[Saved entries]
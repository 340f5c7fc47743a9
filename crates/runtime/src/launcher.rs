//! Launcher — starts or connects to a downstream and hands its I/O to the
//! transport layer.
//!
//! For stdio specs this spawns the child process with the configured
//! env/cwd, mirrors each stderr line as a tagged log record, and returns a
//! stop handle that escalates SIGTERM → SIGKILL after a grace period. For
//! streamable-http specs there is no process; the "I/O" is an HTTP channel.

use std::process::Stdio;
use std::sync::atomic::{AtomicBool, Ordering};
use std::sync::Arc;
use std::time::Duration;

use async_trait::async_trait;
use mcpv_domain::config::{ProxyConfig, ServerSpec, TransportKind};
use mcpv_domain::{Error, Result, SpecKey};
use tokio::io::{AsyncBufReadExt, BufReader};
use tokio::process::{Child, ChildStdin, ChildStdout};
use tokio::sync::Mutex;

use crate::conn::http::HttpChannel;
use crate::logs::{LogHub, LogRecord};

/// Grace period between SIGTERM and SIGKILL.
const STOP_GRACE: Duration = Duration::from_secs(5);

/// The I/O a launch produced.
pub enum LaunchedIo {
    Stdio {
        stdin: ChildStdin,
        stdout: ChildStdout,
    },
    Http {
        channel: HttpChannel,
    },
}

/// A launched (or connected) downstream, ready for the transport layer.
pub struct Launched {
    pub io: LaunchedIo,
    pub stop: StopHandle,
}

/// Idempotent stop for a launched downstream.
#[derive(Clone)]
pub struct StopHandle {
    inner: Arc<StopInner>,
}

struct StopInner {
    /// `None` for HTTP endpoints (nothing to signal).
    child: Mutex<Option<Child>>,
    pid: Option<u32>,
    stopped: AtomicBool,
}

impl StopHandle {
    fn for_child(child: Child) -> Self {
        let pid = child.id();
        Self {
            inner: Arc::new(StopInner {
                child: Mutex::new(Some(child)),
                pid,
                stopped: AtomicBool::new(false),
            }),
        }
    }

    /// A handle with nothing to stop (HTTP endpoints, embedded fakes).
    pub fn noop() -> Self {
        Self {
            inner: Arc::new(StopInner {
                child: Mutex::new(None),
                pid: None,
                stopped: AtomicBool::new(false),
            }),
        }
    }

    /// Stop the downstream: SIGTERM, then SIGKILL after the grace period.
    /// Safe to call any number of times; later calls are no-ops.
    pub async fn stop(&self) {
        if self.inner.stopped.swap(true, Ordering::SeqCst) {
            return;
        }
        let mut guard = self.inner.child.lock().await;
        let Some(mut child) = guard.take() else {
            return;
        };

        if let Some(pid) = self.inner.pid {
            // SIGTERM first so the server can flush and exit cleanly.
            unsafe {
                libc::kill(pid as libc::pid_t, libc::SIGTERM);
            }
        }

        match tokio::time::timeout(STOP_GRACE, child.wait()).await {
            Ok(Ok(status)) => {
                // A killed child is normal termination for our purposes.
                tracing::debug!(?status, "downstream process exited");
            }
            Ok(Err(e)) => {
                tracing::warn!(error = %e, "error waiting for downstream process");
            }
            Err(_) => {
                tracing::warn!("downstream did not exit within grace period, killing");
                if let Err(e) = child.kill().await {
                    tracing::warn!(error = %e, "failed to kill downstream process");
                }
            }
        }
    }
}

/// Trait seam for starting downstreams; the scheduler/lifecycle tests
/// inject fakes through this.
#[async_trait]
pub trait Launcher: Send + Sync {
    async fn start(&self, spec_key: &SpecKey, spec: &ServerSpec) -> Result<Launched>;
}

/// Production launcher covering both transports.
pub struct StdioLauncher {
    logs: LogHub,
    runtime_proxy: ProxyConfig,
}

impl StdioLauncher {
    pub fn new(logs: LogHub, runtime_proxy: ProxyConfig) -> Self {
        Self {
            logs,
            runtime_proxy,
        }
    }

    fn spawn_child(&self, spec_key: &SpecKey, spec: &ServerSpec) -> Result<(Child, ChildStdin, ChildStdout)> {
        let mut cmd = tokio::process::Command::new(&spec.cmd);
        cmd.args(&spec.args)
            .stdin(Stdio::piped())
            .stdout(Stdio::piped())
            .stderr(Stdio::piped())
            .kill_on_drop(true);
        for (key, value) in &spec.env {
            cmd.env(key, value);
        }
        if let Some(cwd) = &spec.cwd {
            cmd.current_dir(cwd);
        }

        let mut child = cmd.spawn().map_err(|e| Error::io("launcher_start", e))?;

        let stdin = child.stdin.take().ok_or_else(|| {
            Error::io(
                "launcher_start",
                std::io::Error::new(std::io::ErrorKind::BrokenPipe, "no child stdin"),
            )
        })?;
        let stdout = child.stdout.take().ok_or_else(|| {
            Error::io(
                "launcher_start",
                std::io::Error::new(std::io::ErrorKind::BrokenPipe, "no child stdout"),
            )
        })?;

        if let Some(stderr) = child.stderr.take() {
            let logs = self.logs.clone();
            let server_type = spec_key.as_str().to_string();
            tokio::spawn(async move {
                let mut lines = BufReader::new(stderr).lines();
                while let Ok(Some(line)) = lines.next_line().await {
                    tracing::debug!(
                        log_source = "downstream",
                        stream = "stderr",
                        server_type = %server_type,
                        line = %line,
                        "downstream stderr"
                    );
                    logs.publish(LogRecord::downstream_stderr(server_type.clone(), line));
                }
            });
        }

        Ok((child, stdin, stdout))
    }
}

#[async_trait]
impl Launcher for StdioLauncher {
    async fn start(&self, spec_key: &SpecKey, spec: &ServerSpec) -> Result<Launched> {
        match spec.effective_transport() {
            TransportKind::Stdio => {
                let (child, stdin, stdout) = self.spawn_child(spec_key, spec)?;
                tracing::info!(
                    server = %spec.name,
                    spec_key = %spec_key.short(),
                    cmd = %spec.cmd,
                    "downstream process spawned"
                );
                Ok(Launched {
                    io: LaunchedIo::Stdio { stdin, stdout },
                    stop: StopHandle::for_child(child),
                })
            }
            TransportKind::StreamableHttp => {
                let channel = HttpChannel::connect(spec, &self.runtime_proxy)?;
                tracing::info!(
                    server = %spec.name,
                    spec_key = %spec_key.short(),
                    endpoint = %spec.endpoint.as_deref().unwrap_or_default(),
                    "streamable-http endpoint prepared"
                );
                Ok(Launched {
                    io: LaunchedIo::Http { channel },
                    stop: StopHandle::noop(),
                })
            }
        }
    }
}

#[cfg(test)]
mod tests {
    use super::*;

    #[tokio::test]
    async fn noop_stop_is_idempotent() {
        let handle = StopHandle::noop();
        handle.stop().await;
        handle.stop().await;
    }

    #[tokio::test]
    async fn stdio_launch_spawns_and_stops() {
        let spec: ServerSpec = serde_yaml::from_str("name: cat\ncmd: cat\n").unwrap();
        let launcher = StdioLauncher::new(LogHub::default(), ProxyConfig::default());
        let key = SpecKey::of(&spec);
        let launched = launcher.start(&key, &spec).await.unwrap();
        assert!(matches!(launched.io, LaunchedIo::Stdio { .. }));
        launched.stop.stop().await;
        // Second stop is a no-op.
        launched.stop.stop().await;
    }

    #[tokio::test]
    async fn missing_command_fails() {
        let spec: ServerSpec =
            serde_yaml::from_str("name: ghost\ncmd: /nonexistent/mcpv-test-binary\n").unwrap();
        let launcher = StdioLauncher::new(LogHub::default(), ProxyConfig::default());
        let key = SpecKey::of(&spec);
        assert!(launcher.start(&key, &spec).await.is_err());
    }
}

● **Problem requirements**:
Your answer must contain every line of the records, exactly.

● **Exercise answer**:
repository 340f5c7fc47743a9
filename crates/runtime/src/launcher.rs
//! Launcher — starts or connects to a downstream and hands its I/O to the
//! transport layer.
//!
//! For stdio specs this spawns the child process with the configured
//! env/cwd, mirrors each stderr line as a tagged log record, and returns a
//! stop handle that escalates SIGTERM → SIGKILL after a grace period. For
//! streamable-http specs there is no process; the "I/O" is an HTTP channel.

use std::process::Stdio;
use std::sync::atomic::{AtomicBool, Ordering};
use std::sync::Arc;
use std::time::Duration;

use async_trait::async_trait;
use mcpv_domain::config::{ProxyConfig, ServerSpec, TransportKind};
use mcpv_domain::{Error, Result, SpecKey};
use tokio::io::{AsyncBufReadExt, BufReader};
use tokio::process::{Child, ChildStdin, ChildStdout};
use tokio::sync::Mutex;

use crate::conn::http::HttpChannel;
use crate::logs::{LogHub, LogRecord};

/// Grace period between SIGTERM and SIGKILL.
const STOP_GRACE: Duration = Duration::from_secs(5);

/// The I/O a launch produced.
pub enum LaunchedIo {
    Stdio {
        stdin: ChildStdin,
        stdout: ChildStdout,
    },
    Http {
        channel: HttpChannel,
    },
}

/// A launched (or connected) downstream, ready for the transport layer.
pub struct Launched {
    pub io: LaunchedIo,
    pub stop: StopHandle,
}

/// Idempotent stop for a launched downstream.
#[derive(Clone)]
pub struct StopHandle {
    inner: Arc<StopInner>,
}

struct StopInner {
    /// `None` for HTTP endpoints (nothing to signal).
    child: Mutex<Option<Child>>,
    pid: Option<u32>,
    stopped: AtomicBool,
}

impl StopHandle {
    fn for_child(child: Child) -> Self {
        let pid = child.id();
        Self {
            inner: Arc::new(StopInner {
                child: Mutex::new(Some(child)),
                pid,
                stopped: AtomicBool::new(false),
            }),
        }
    }

    /// A handle with nothing to stop (HTTP endpoints, embedded fakes).
    pub fn noop() -> Self {
        Self {
            inner: Arc::new(StopInner {
                child: Mutex::new(None),
                pid: None,
                stopped: AtomicBool::new(false),
            }),
        }
    }

    /// Stop the downstream: SIGTERM, then SIGKILL after the grace period.
    /// Safe to call any number of times; later calls are no-ops.
    pub async fn stop(&self) {
        if self.inner.stopped.swap(true, Ordering::SeqCst) {
            return;
        }
        let mut guard = self.inner.child.lock().await;
        let Some(mut child) = guard.take() else {
            return;
        };

        if let Some(pid) = self.inner.pid {
            // SIGTERM first so the server can flush and exit cleanly.
            unsafe {
                libc::kill(pid as libc::pid_t, libc::SIGTERM);
            }
        }

        match tokio::time::timeout(STOP_GRACE, child.wait()).await {
            Ok(Ok(status)) => {
                // A killed child is normal termination for our purposes.
                tracing::debug!(?status, "downstream process exited");
            }
            Ok(Err(e)) => {
                tracing::warn!(error = %e, "error waiting for downstream process");
            }
            Err(_) => {
                tracing::warn!("downstream did not exit within grace period, killing");
                if let Err(e) = child.kill().await {
                    tracing::warn!(error = %e, "failed to kill downstream process");
                }
            }
        }
    }
}

/// Trait seam for starting downstreams; the scheduler/lifecycle tests
/// inject fakes through this.
#[async_trait]
pub trait Launcher: Send + Sync {
    async fn start(&self, spec_key: &SpecKey, spec: &ServerSpec) -> Result<Launched>;
}

/// Production launcher covering both transports.
pub struct StdioLauncher {
    logs: LogHub,
    runtime_proxy: ProxyConfig,
}

impl StdioLauncher {
    pub fn new(logs: LogHub, runtime_proxy: ProxyConfig) -> Self {
        Self {
            logs,
            runtime_proxy,
        }
    }

    fn spawn_child(&self, spec_key: &SpecKey, spec: &ServerSpec) -> Result<(Child, ChildStdin, ChildStdout)> {
        let mut cmd = tokio::process::Command::new(&spec.cmd);
        cmd.args(&spec.args)
            .stdin(Stdio::piped())
            .stdout(Stdio::piped())
            .stderr(Stdio::piped())
            .kill_on_drop(true);
        for (key, value) in &spec.env {
            cmd.env(key, value);
        }
        if let Some(cwd) = &spec.cwd {
            cmd.current_dir(cwd);
        }

        let mut child = cmd.spawn().map_err(|e| Error::io("launcher_start", e))?;

        let stdin = child.stdin.take().ok_or_else(|| {
            Error::io(
                "launcher_start",
                std::io::Error::new(std::io::ErrorKind::BrokenPipe, "no child stdin"),
            )
        })?;
        let stdout = child.stdout.take().ok_or_else(|| {
            Error::io(
                "launcher_start",
                std::io::Error::new(std::io::ErrorKind::BrokenPipe, "no child stdout"),
            )
        })?;

        if let Some(stderr) = child.stderr.take() {
            let logs = self.logs.clone();
            let server_type = spec_key.as_str().to_string();
            tokio::spawn(async move {
                let mut lines = BufReader::new(stderr).lines();
                while let Ok(Some(line)) = lines.next_line().await {
                    tracing::debug!(
                        log_source = "downstream",
                        stream = "stderr",
                        server_type = %server_type,
                        line = %line,
                        "downstream stderr"
                    );
                    logs.publish(LogRecord::downstream_stderr(server_type.clone(), line));
                }
            });
        }

        Ok((child, stdin, stdout))
    }
}

#[async_trait]
impl Launcher for StdioLauncher {
    async fn start(&self, spec_key: &SpecKey, spec: &ServerSpec) -> Result<Launched> {
        match spec.effective_transport() {
            TransportKind::Stdio => {
                let (child, stdin, stdout) = self.spawn_child(spec_key, spec)?;
                tracing::info!(
                    server = %spec.name,
                    spec_key = %spec_key.short(),
                    cmd = %spec.cmd,
                    "downstream process spawned"
                );
                Ok(Launched {
                    io: LaunchedIo::Stdio { stdin, stdout },
                    stop: StopHandle::for_child(child),
                })
            }
            TransportKind::StreamableHttp => {
                let channel = HttpChannel::connect(spec, &self.runtime_proxy)?;
                tracing::info!(
                    server = %spec.name,
                    spec_key = %spec_key.short(),
                    endpoint = %spec.endpoint.as_deref().unwrap_or_default(),
                    "streamable-http endpoint prepared"
                );
                Ok(Launched {
                    io: LaunchedIo::Http { channel },
                    stop: StopHandle::noop(),
                })
            }
        }
    }
}

#[cfg(test)]
mod tests {
    use super::*;

    #[tokio::test]
    async fn noop_stop_is_idempotent() {
        let handle = StopHandle::noop();
        handle.stop().await;
        handle.stop().await;
    }

    #[tokio::test]
    async fn stdio_launch_spawns_and_stops() {
        let spec: ServerSpec = serde_yaml::from_str("name: cat\ncmd: cat\n").unwrap();
        let launcher = StdioLauncher::new(LogHub::default(), ProxyConfig::default());
        let key = SpecKey::of(&spec);
        let launched = launcher.start(&key, &spec).await.unwrap();
        assert!(matches!(launched.io, LaunchedIo::Stdio { .. }));
        launched.stop.stop().await;
        // Second stop is a no-op.
        launched.stop.stop().await;
    }

    #[tokio::test]
    async fn missing_command_fails() {
        let spec: ServerSpec =
            serde_yaml::from_str("name: ghost\ncmd: /nonexistent/mcpv-test-binary\n").unwrap();
        let launcher = StdioLauncher::new(LogHub::default(), ProxyConfig::default());
        let key = SpecKey::of(&spec);
        assert!(launcher.start(&key, &spec).await.is_err());
    }
}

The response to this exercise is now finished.